◆ Excerpted records
=====
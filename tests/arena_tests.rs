//! Match Driver Tests
//!
//! Full seeded matches between search and random players, turn resolution
//! and winner determination in both game modes.

use rand::rngs::StdRng;
use rand::SeedableRng;
use tron_search::arena::{Arena, GameMode, MatchResult, Strategy};
use tron_search::evaluation::StateEvaluation;
use tron_search::state::{GameState, TeamRelation};
use tron_search::types::{Coord, Player};

fn state_with(size: usize, starts: &[(i32, i32)]) -> GameState {
    let players = (0..starts.len())
        .map(|i| Player::new(format!("robot{}", i), i, char::from(b'0' + i as u8)))
        .collect();
    let positions = starts.iter().map(|&(x, y)| Coord::new(x, y)).collect();
    GameState::new(size, players, positions).expect("valid test state")
}

fn team_state() -> GameState {
    let state = state_with(6, &[(0, 0), (5, 5), (5, 0), (0, 5)]);
    let teams = TeamRelation::from_teams(4, &[vec![0, 1], vec![2, 3]]).unwrap();
    state.with_teams(teams).unwrap()
}

fn solo_arena() -> Arena {
    Arena::new(
        GameMode::Solo,
        2,
        vec![Strategy::MaxN, Strategy::Paranoid, Strategy::Random],
        StateEvaluation::Territory,
    )
}

#[test]
fn test_seeded_match_runs_to_completion() {
    let arena = solo_arena();
    let initial = state_with(6, &[(1, 1), (4, 4), (1, 4)]);
    let mut rng = StdRng::seed_from_u64(17);

    let mut seen = 0;
    let outcome = arena
        .run_match(initial, &mut rng, |turn, _| {
            seen += 1;
            assert_eq!(turn, seen);
        })
        .expect("match should finish");

    assert!(outcome.turns > 0);
    assert_eq!(seen, outcome.turns);
    assert!(arena.is_over(&outcome.final_state));
    assert!(matches!(
        outcome.result,
        MatchResult::Winner(_) | MatchResult::Draw
    ));
}

#[test]
fn test_same_seed_replays_the_same_match() {
    let arena = solo_arena();
    let initial = state_with(6, &[(1, 1), (4, 4), (1, 4)]);

    let first = arena
        .run_match(initial.clone(), &mut StdRng::seed_from_u64(99), |_, _| {})
        .unwrap();
    let second = arena
        .run_match(initial, &mut StdRng::seed_from_u64(99), |_, _| {})
        .unwrap();

    assert_eq!(first.turns, second.turns);
    assert_eq!(first.result, second.result);
    assert_eq!(first.final_state.render(), second.final_state.render());
}

#[test]
fn test_finished_match_is_not_replayed() {
    let arena = solo_arena();
    let mut initial = state_with(5, &[(0, 0), (4, 4), (2, 2)]);
    initial.mark_dead(1);
    initial.mark_dead(2);

    let outcome = arena
        .run_match(initial, &mut StdRng::seed_from_u64(1), |_, _| {
            panic!("no turn should be played");
        })
        .unwrap();

    assert_eq!(outcome.turns, 0);
    assert_eq!(outcome.result, MatchResult::Winner(0));
}

#[test]
fn test_play_turn_moves_every_living_player() {
    let arena = solo_arena();
    let state = state_with(6, &[(1, 1), (4, 4), (1, 4)]);
    let mut rng = StdRng::seed_from_u64(3);

    let next = arena.play_turn(&state, &mut rng).unwrap();

    for id in 0..3 {
        assert!(next.is_alive(id));
        let before = state.position(id).unwrap();
        let after = next.position(id).unwrap();
        assert!(before.is_orthogonally_adjacent(&after), "player {}", id);
    }
    assert_eq!(next.grid().empty_count(), state.grid().empty_count() - 3);
}

#[test]
fn test_play_turn_eliminates_enclosed_player() {
    let arena = Arena::new(
        GameMode::Solo,
        2,
        vec![Strategy::MaxN, Strategy::Random, Strategy::Random],
        StateEvaluation::Territory,
    );
    let state = state_with(3, &[(0, 0), (1, 0), (0, 1)]);
    let mut rng = StdRng::seed_from_u64(8);

    let next = arena.play_turn(&state, &mut rng).unwrap();

    assert!(!next.is_alive(0));
    assert!(next.is_alive(1));
    assert_eq!(next.position(0), Some(Coord::new(0, 0)));
}

#[test]
fn test_missing_strategy_falls_back_to_random() {
    let arena = Arena::new(GameMode::Solo, 1, vec![], StateEvaluation::Territory);
    let mut state = state_with(4, &[(0, 0), (3, 3)]);
    let mut rng = StdRng::seed_from_u64(21);

    let choice = arena.choose_move(&mut state, 1, &mut rng).unwrap();
    assert!(choice.is_some());
}

#[test]
fn test_solo_result_cases() {
    let arena = solo_arena();
    let mut state = state_with(5, &[(0, 0), (4, 4), (2, 2)]);

    assert_eq!(
        arena.result(&state),
        MatchResult::Survivors(vec![vec![0], vec![1], vec![2]])
    );

    state.mark_dead(0);
    state.mark_dead(2);
    assert_eq!(arena.result(&state), MatchResult::Winner(1));

    state.mark_dead(1);
    assert_eq!(arena.result(&state), MatchResult::Draw);
}

#[test]
fn test_team_result_cases() {
    let arena = Arena::new(
        GameMode::Team,
        1,
        vec![Strategy::Sos; 4],
        StateEvaluation::Territory,
    );
    let mut state = team_state();
    assert!(!arena.is_over(&state));

    state.mark_dead(2);
    state.mark_dead(3);
    assert!(arena.is_over(&state));
    assert_eq!(arena.result(&state), MatchResult::WinningTeam(vec![0, 1]));

    state.mark_dead(0);
    state.mark_dead(1);
    assert_eq!(arena.result(&state), MatchResult::Draw);
}

#[test]
fn test_team_match_ends_with_one_team_or_none() {
    let arena = Arena::new(
        GameMode::Team,
        2,
        vec![Strategy::Sos, Strategy::Sos, Strategy::Random, Strategy::Random],
        StateEvaluation::Territory,
    );
    let mut rng = StdRng::seed_from_u64(5);

    let outcome = arena.run_match(team_state(), &mut rng, |_, _| {}).unwrap();

    assert!(arena.is_over(&outcome.final_state));
    assert!(matches!(
        outcome.result,
        MatchResult::WinningTeam(_) | MatchResult::Draw
    ));
}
=====
◆ Assigned task
What is needed is an exact copy of all the data above.

◆ Exercise solution
filename tests/arena_tests.rs
//! Match Driver Tests
//!
//! Full seeded matches between search and random players, turn resolution
//! and winner determination in both game modes.

use rand::rngs::StdRng;
use rand::SeedableRng;
use tron_search::arena::{Arena, GameMode, MatchResult, Strategy};
use tron_search::evaluation::StateEvaluation;
use tron_search::state::{GameState, TeamRelation};
use tron_search::types::{Coord, Player};

fn state_with(size: usize, starts: &[(i32, i32)]) -> GameState {
    let players = (0..starts.len())
        .map(|i| Player::new(format!("robot{}", i), i, char::from(b'0' + i as u8)))
        .collect();
    let positions = starts.iter().map(|&(x, y)| Coord::new(x, y)).collect();
    GameState::new(size, players, positions).expect("valid test state")
}

fn team_state() -> GameState {
    let state = state_with(6, &[(0, 0), (5, 5), (5, 0), (0, 5)]);
    let teams = TeamRelation::from_teams(4, &[vec![0, 1], vec![2, 3]]).unwrap();
    state.with_teams(teams).unwrap()
}

fn solo_arena() -> Arena {
    Arena::new(
        GameMode::Solo,
        2,
        vec![Strategy::MaxN, Strategy::Paranoid, Strategy::Random],
        StateEvaluation::Territory,
    )
}

#[test]
fn test_seeded_match_runs_to_completion() {
    let arena = solo_arena();
    let initial = state_with(6, &[(1, 1), (4, 4), (1, 4)]);
    let mut rng = StdRng::seed_from_u64(17);

    let mut seen = 0;
    let outcome = arena
        .run_match(initial, &mut rng, |turn, _| {
            seen += 1;
            assert_eq!(turn, seen);
        })
        .expect("match should finish");

    assert!(outcome.turns > 0);
    assert_eq!(seen, outcome.turns);
    assert!(arena.is_over(&outcome.final_state));
    assert!(matches!(
        outcome.result,
        MatchResult::Winner(_) | MatchResult::Draw
    ));
}

#[test]
fn test_same_seed_replays_the_same_match() {
    let arena = solo_arena();
    let initial = state_with(6, &[(1, 1), (4, 4), (1, 4)]);

    let first = arena
        .run_match(initial.clone(), &mut StdRng::seed_from_u64(99), |_, _| {})
        .unwrap();
    let second = arena
        .run_match(initial, &mut StdRng::seed_from_u64(99), |_, _| {})
        .unwrap();

    assert_eq!(first.turns, second.turns);
    assert_eq!(first.result, second.result);
    assert_eq!(first.final_state.render(), second.final_state.render());
}

#[test]
fn test_finished_match_is_not_replayed() {
    let arena = solo_arena();
    let mut initial = state_with(5, &[(0, 0), (4, 4), (2, 2)]);
    initial.mark_dead(1);
    initial.mark_dead(2);

    let outcome = arena
        .run_match(initial, &mut StdRng::seed_from_u64(1), |_, _| {
            panic!("no turn should be played");
        })
        .unwrap();

    assert_eq!(outcome.turns, 0);
    assert_eq!(outcome.result, MatchResult::Winner(0));
}

#[test]
fn test_play_turn_moves_every_living_player() {
    let arena = solo_arena();
    let state = state_with(6, &[(1, 1), (4, 4), (1, 4)]);
    let mut rng = StdRng::seed_from_u64(3);

    let next = arena.play_turn(&state, &mut rng).unwrap();

    for id in 0..3 {
        assert!(next.is_alive(id));
        let before = state.position(id).unwrap();
        let after = next.position(id).unwrap();
        assert!(before.is_orthogonally_adjacent(&after), "player {}", id);
    }
    assert_eq!(next.grid().empty_count(), state.grid().empty_count() - 3);
}

#[test]
fn test_play_turn_eliminates_enclosed_player() {
    let arena = Arena::new(
        GameMode::Solo,
        2,
        vec![Strategy::MaxN, Strategy::Random, Strategy::Random],
        StateEvaluation::Territory,
    );
    let state = state_with(3, &[(0, 0), (1, 0), (0, 1)]);
    let mut rng = StdRng::seed_from_u64(8);

    let next = arena.play_turn(&state, &mut rng).unwrap();

    assert!(!next.is_alive(0));
    assert!(next.is_alive(1));
    assert_eq!(next.position(0), Some(Coord::new(0, 0)));
}

#[test]
fn test_missing_strategy_falls_back_to_random() {
    let arena = Arena::new(GameMode::Solo, 1, vec![], StateEvaluation::Territory);
    let mut state = state_with(4, &[(0, 0), (3, 3)]);
    let mut rng = StdRng::seed_from_u64(21);

    let choice = arena.choose_move(&mut state, 1, &mut rng).unwrap();
    assert!(choice.is_some());
}

#[test]
fn test_solo_result_cases() {
    let arena = solo_arena();
    let mut state = state_with(5, &[(0, 0), (4, 4), (2, 2)]);

    assert_eq!(
        arena.result(&state),
        MatchResult::Survivors(vec![vec![0], vec![1], vec![2]])
    );

    state.mark_dead(0);
    state.mark_dead(2);
    assert_eq!(arena.result(&state), MatchResult::Winner(1));

    state.mark_dead(1);
    assert_eq!(arena.result(&state), MatchResult::Draw);
}

#[test]
fn test_team_result_cases() {
    let arena = Arena::new(
        GameMode::Team,
        1,
        vec![Strategy::Sos; 4],
        StateEvaluation::Territory,
    );
    let mut state = team_state();
    assert!(!arena.is_over(&state));

    state.mark_dead(2);
    state.mark_dead(3);
    assert!(arena.is_over(&state));
    assert_eq!(arena.result(&state), MatchResult::WinningTeam(vec![0, 1]));

    state.mark_dead(0);
    state.mark_dead(1);
    assert_eq!(arena.result(&state), MatchResult::Draw);
}

#[test]
fn test_team_match_ends_with_one_team_or_none() {
    let arena = Arena::new(
        GameMode::Team,
        2,
        vec![Strategy::Sos, Strategy::Sos, Strategy::Random, Strategy::Random],
        StateEvaluation::Territory,
    );
    let mut rng = StdRng::seed_from_u64(5);

    let outcome = arena.run_match(team_state(), &mut rng, |_, _| {}).unwrap();

    assert!(arena.is_over(&outcome.final_state));
    assert!(matches!(
        outcome.result,
        MatchResult::WinningTeam(_) | MatchResult::Draw
    ));
}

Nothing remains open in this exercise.